Two surprises at once. (a) Shrinking the KV cache saves only about half a gigabyte here — next to a 19.5 GB model. It was never the thing eating your memory. (b) And it isn't free: the built-in 4-bit version actually slows things down (58 → 45 tok/s). The simple TurboQuant version drops all the way to 7.5 tok/s — ~8× slower — because it unpacks the memory on every single token.

The control test — where TurboQuant does pay off

To prove the point, I ran the same three options on a dense model (Llama-3.2-1B) — one that keeps KV memory in every layer, so it actually has a lot to shrink. This is where TurboQuant is supposed to shine.

Interactive chart — enable JavaScript to view. On a dense model the cache shrinks ~4× (1.07 GB → 0.27 GB) and fused 4-bit even speeds decode up.

Shrinking confirmed. 1.07 GB → 0.27 GB — about 4× smaller, matching the paper. And here the built-in 4-bit version speeds the model up (86 → 99 tok/s): on this kind of model, a smaller memory is faster to read. Same trick, opposite result from the big model.
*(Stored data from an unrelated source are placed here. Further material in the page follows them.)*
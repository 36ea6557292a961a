//! A binary channel introducing erasures and noise into slot sequences.
//!
//! Slot files handled here are ASCII run-length lists: alternating counts of empty and occupied
//! slots, starting with empty ones. `3 2 1` means three empty slots, two pulses, one empty slot.

use std::io::{BufRead, Read, Write};

use log::debug;
use rand::{
    Rng,
    distr::{Bernoulli, Distribution},
};

use crate::{Error, Result};

/// Expand alternating run lengths into slots holding 0 or 1.
pub fn runs_to_slots(runs: &[u32]) -> Vec<u8> {
    let len = runs.iter().map(|&run| run as usize).sum();
    let mut slots = Vec::with_capacity(len);
    for (i, &run) in runs.iter().enumerate() {
        let value = (i % 2) as u8;
        slots.resize(slots.len() + run as usize, value);
    }
    slots
}

/// Compress slots into alternating run lengths, the inverse of [`runs_to_slots`].
///
/// Any non-zero slot counts as occupied.
pub fn slots_to_runs(slots: &[u8]) -> Vec<u32> {
    let mut runs = Vec::new();
    let mut occupied = false;
    let mut run = 0;
    for &slot in slots {
        if (slot != 0) != occupied {
            runs.push(run);
            run = 0;
            occupied = !occupied;
        }
        run += 1;
    }
    if run > 0 {
        runs.push(run);
    }
    runs
}

/// Read whitespace separated run lengths.
pub fn read_runs<R: BufRead>(mut input: R) -> Result<Vec<u32>> {
    let mut text = String::new();
    input.read_to_string(&mut text)?;

    tokens(&text)
        .map(|(offset, token)| {
            token.parse().map_err(|_| Error::InvalidContent {
                offset: offset as u64,
                found: format!("{token:?}"),
            })
        })
        .collect()
}

/// Whitespace separated tokens of `text` with their byte offsets.
fn tokens(text: &str) -> impl Iterator<Item = (usize, &str)> {
    let mut rest = text.char_indices().peekable();
    std::iter::from_fn(move || {
        while rest.next_if(|(_, c)| c.is_ascii_whitespace()).is_some() {}
        let (start, _) = *rest.peek()?;
        let mut end = text.len();
        while let Some(&(i, c)) = rest.peek() {
            if c.is_ascii_whitespace() {
                end = i;
                break;
            }
            rest.next();
        }
        Some((start, &text[start..end]))
    })
}

/// Write run lengths separated by spaces, ending with a newline.
pub fn write_runs<W: Write>(mut output: W, runs: &[u32]) -> Result<()> {
    for run in runs {
        write!(output, "{run} ")?;
    }
    writeln!(output)?;
    output.flush()?;
    Ok(())
}

/// Number of slots changed by one pass through an [`ErasureChannel`].
#[derive(Clone, Copy, Debug, Default, PartialEq, Eq)]
pub struct ChannelStats {
    /// Pulses turned into empty slots.
    pub erased: u64,
    /// Empty slots turned into pulses.
    pub injected: u64,
}

/// A channel that erases pulses and injects noise pulses independently per slot.
#[derive(Clone, Copy, Debug)]
pub struct ErasureChannel {
    erasure: Bernoulli,
    noise: Bernoulli,
}

impl ErasureChannel {
    /// Create a channel erasing each pulse with `erasure_probability` and turning each empty slot
    /// into a pulse with `noise_probability`.
    pub fn new(erasure_probability: f64, noise_probability: f64) -> Result<Self> {
        let bernoulli = |p: f64| Bernoulli::new(p).map_err(|_| Error::InvalidProbability(p));
        Ok(Self {
            erasure: bernoulli(erasure_probability)?,
            noise: bernoulli(noise_probability)?,
        })
    }

    /// Pass slots through the channel.
    ///
    /// Erasures are applied to the whole sequence first, noise second, so an erased slot may
    /// be occupied again by noise.
    pub fn apply<G: Rng + ?Sized>(&self, slots: &mut [u8], rng: &mut G) -> ChannelStats {
        let mut stats = ChannelStats::default();
        for slot in slots.iter_mut().filter(|slot| **slot != 0) {
            if self.erasure.sample(rng) {
                *slot = 0;
                stats.erased += 1;
            }
        }
        for slot in slots.iter_mut().filter(|slot| **slot == 0) {
            if self.noise.sample(rng) {
                *slot = 1;
                stats.injected += 1;
            }
        }
        debug!(
            "{} slots: {} erased, {} injected",
            slots.len(),
            stats.erased,
            stats.injected
        );
        stats
    }
}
Quality breaks at 3-bit. At 3-bit, the little model stopped summarizing and just repeated the input word-for-word. The "Key" half of the memory falls apart below 4 bits — which is why good tools keep keys at 8-bit and only squeeze the "Value" half. The big model didn't care (only a quarter of its layers were squeezed).

What to remember

  1. For raw speed on Apple Silicon, MLX wins — by a lot. ~80 vs ~53 tok/s decode, holding at every context length, in slightly less memory.
  2. For zero-hassle everyday use, Ollama is still the default. It remembers repeated prompts and downloads are painless. The speed gap vanishes whenever prompts repeat.
  3. Check how a model is built before optimizing its memory. This model's design already shrank its KV memory ~8–13× vs a normal model. "5× less memory" is real — but for dense long-context models, not this one. Read layer_types first.
  4. Shrinking the KV cache isn't free — and can backfire. Built-in 4-bit sped up the small dense model (+16%) but slowed the big one (−22%). Simple do-it-yourself versions are 4–12× slower. And the "Key" half breaks below 4-bit — keep it at 8.
  5. 48 GB fits only one big model at a time. A leftover Ollama copy ate the memory and crashed every MLX run. If you test both, shut one down before starting the other.

Built from real runs on an M4 Pro. TurboQuant ports tested: rachittshah/mlx-turboquant (Python, used here) and arozanov/turboquant-mlx (fused Metal kernels + K8/V4 mixed precision — the production path).